L’ultima campanella che squilla è un rito di passaggio che sa di nostalgia; ha un sapore malinconico e qualche rimpianto che con gli anni non può che crescere. È inutile, più passano gli anni stando lontani da quei banchi e da quelle lavagne – diventate digitali con i banchi a rotelle – e non c’è studente che si rincontri per strada, universitario con qualche 30 e lode da vantare, giovane ancora in cerca della propria strada o lavoratore con il tanto vagheggiato “posto fisso”, che non ricordi quei giorni con un sorriso triste, una pacca sulla spalla, una lacrima sospesa, una felicità lontana.

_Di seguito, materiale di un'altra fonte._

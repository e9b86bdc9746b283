// Copyright 2023-Present Datadog, Inc. https://www.datadoghq.com/
// SPDX-License-Identifier: Apache-2.0

//! Log formatting for the agent.
//!
//! Every line is prefixed with `DD_APM` so agent output can be told apart from the host
//! application's own logs:
//!
//! ```text
//! DD_APM | DEBUG | Wrapping chat.completions.create for openai@4.20.0
//! DD_APM | ERROR | harvest{interval=60}: Failed to send harvest payload
//! ```

use std::fmt;

use tracing_core::{Event, Subscriber};
use tracing_subscriber::fmt::{
    format::{self, FormatEvent, FormatFields},
    FmtContext, FormattedFields,
};
use tracing_subscriber::registry::LookupSpan;
use tracing_subscriber::EnvFilter;

use crate::error::ConfigError;

#[derive(Debug, Clone, Copy)]
pub struct Formatter;

impl<S, N> FormatEvent<S, N> for Formatter
where
    S: Subscriber + for<'a> LookupSpan<'a>,
    N: for<'a> FormatFields<'a> + 'static,
{
    fn format_event(
        &self,
        ctx: &FmtContext<'_, S, N>,
        mut writer: format::Writer<'_>,
        event: &Event<'_>,
    ) -> fmt::Result {
        write!(&mut writer, "DD_APM | {} | ", event.metadata().level())?;

        if let Some(scope) = ctx.event_scope() {
            for span in scope.from_root() {
                write!(writer, "{}", span.name())?;
                let ext = span.extensions();
                if let Some(fields) = ext.get::<FormattedFields<N>>() {
                    if !fields.is_empty() {
                        write!(writer, "{{{fields}}}")?;
                    }
                }
                write!(writer, ": ")?;
            }
        }

        ctx.field_format().format_fields(writer.by_ref(), event)?;
        writeln!(writer)
    }
}

/// Installs the global subscriber. Only the agent's own crate logs at `log_level`; everything
/// else is limited to warnings.
pub fn init(log_level: &str) -> Result<(), ConfigError> {
    let env_filter = format!("warn,datadog_apm_agent={log_level}");
    let filter = EnvFilter::try_new(&env_filter)
        .map_err(|e| ConfigError::InvalidConfig(format!("Invalid log filter {env_filter}: {e}")))?;

    let subscriber = tracing_subscriber::fmt::Subscriber::builder()
        .with_env_filter(filter)
        .with_level(true)
        .with_thread_names(false)
        .with_thread_ids(false)
        .with_line_number(false)
        .with_file(false)
        .with_target(false)
        .without_time()
        .event_format(Formatter)
        .finish();

    tracing::subscriber::set_global_default(subscriber)
        .map_err(|e| ConfigError::InvalidConfig(format!("Failed to install logger: {e}")))
}
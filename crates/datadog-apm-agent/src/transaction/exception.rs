// Copyright 2023-Present Datadog, Inc. https://www.datadoghq.com/
// SPDX-License-Identifier: Apache-2.0

use std::time::SystemTime;

use serde::Serialize;
use serde_json::{Map, Value};

use crate::error::CallError;

/// An error noticed while a transaction was running.
#[derive(Debug, Clone, PartialEq, Serialize)]
pub struct Exception {
    pub error: CallError,
    #[serde(skip)]
    pub timestamp: SystemTime,
    #[serde(rename = "customAttributes")]
    pub custom_attributes: Map<String, Value>,
    #[serde(rename = "agentAttributes")]
    pub agent_attributes: Map<String, Value>,
}

impl Exception {
    pub fn new(error: CallError) -> Self {
        Self {
            error,
            timestamp: SystemTime::now(),
            custom_attributes: Map::new(),
            agent_attributes: Map::new(),
        }
    }

    #[must_use]
    pub fn with_custom_attributes(mut self, attributes: Map<String, Value>) -> Self {
        self.custom_attributes.extend(attributes);
        self
    }

    #[must_use]
    pub fn with_agent_attributes(mut self, attributes: Map<String, Value>) -> Self {
        self.agent_attributes.extend(attributes);
        self
    }

    pub fn error_class(&self) -> &str {
        &self.error.name
    }

    pub fn message(&self) -> &str {
        &self.error.message
    }
}
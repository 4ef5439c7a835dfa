use tabled::settings::Style;
use tabled::{Table, Tabled};

pub fn print_json(value: &serde_json::Value) {
    println!(
        "{}",
        serde_json::to_string_pretty(value).unwrap_or_default()
    );
}

pub fn print_table<T: Tabled>(data: &[T]) {
    if data.is_empty() {
        println!("No results.");
        return;
    }
    let table = Table::new(data).with(Style::rounded()).to_string();
    println!("{}", table);
}

pub fn print_error(err: &crate::error::AppError) {
    eprintln!(
        "{}",
        serde_json::to_string_pretty(&err.to_json()).unwrap_or_default()
    );
}
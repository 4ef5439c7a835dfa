pub mod light;
pub mod light_update;
pub mod user_info;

Ci si scambiano i saluti con un affetto inusuale, senza più quel “doveroso” distacco, ma prevale un senso di nostalgia che si respira pienamente in quelle parole, spesso con lo sguardo umido e il pensiero che corre velocemente ai compagni, alle grandi amicizie, ai primi amori, a quella spensieratezza, fatta di incomprensibile goliardate e gesti incompresi, alle tante facce che hanno abitato quegli anni in maniera più o meno importante, imponente, necessaria in alcuni casi – raramente per fortuna – anche deprecabile che fanno però parte di quel posto che chiamiamo indistintamente Scuola in quanto locus animae, un luogo dell’anima.
Con l’ultima campanella si saluta la Scuola, come se si chiudesse la porta per partire per un viaggio. L’emozione della scoperta, la curiosità del nuovo affascina, innegabilmente. Ma quella porta chiusa, voltandosi indietro fa nascere quel senso di vago e indefinito – lo chiamava Leopardi – perché ciò che è stato non tornerà più: immagini che col tempo diventano scontornate, sbiadite dalla vita quotidiana ma che restano fisse nell’anima, lì in un punto preciso sul muro delle emozioni, senza scollarsi.
Si va avanti e si aspetta di incontrare o andare incontro al mondo, con la sua bellezza e le sue brutture. Si nasce con la speranza di cogliere il meglio di tutto, facendo la tara alla fine di questo viaggio, in mezzo ad insidie, ostacoli e pericoli di ciò che più conta e vale insieme a quelle quattro, cinque cose che fanno di questa vita il grande miracolo per cui vale la pena di essere vissuta.
Ecco allora Buon Viaggio, ragazzi. E se vi voltate indietro, che scappi una lacrima, perché la Scuola sa di essere entrata a far parte di voi e della vostra vita e merita un saluto, espressione di reverenza e di salvezza come Dante e gli Stilnovisti insegnano. Come quando si torna a casa dopo mesi, anni che si è stati lontani, si rientra in quelle “stanze”, cambiati, diversi, con un senso di sacro rispetto ma anche con quella triste, vaga e indefinita felicità che solo unicamente il suono di quella campanella sa risvegliare e salvarci.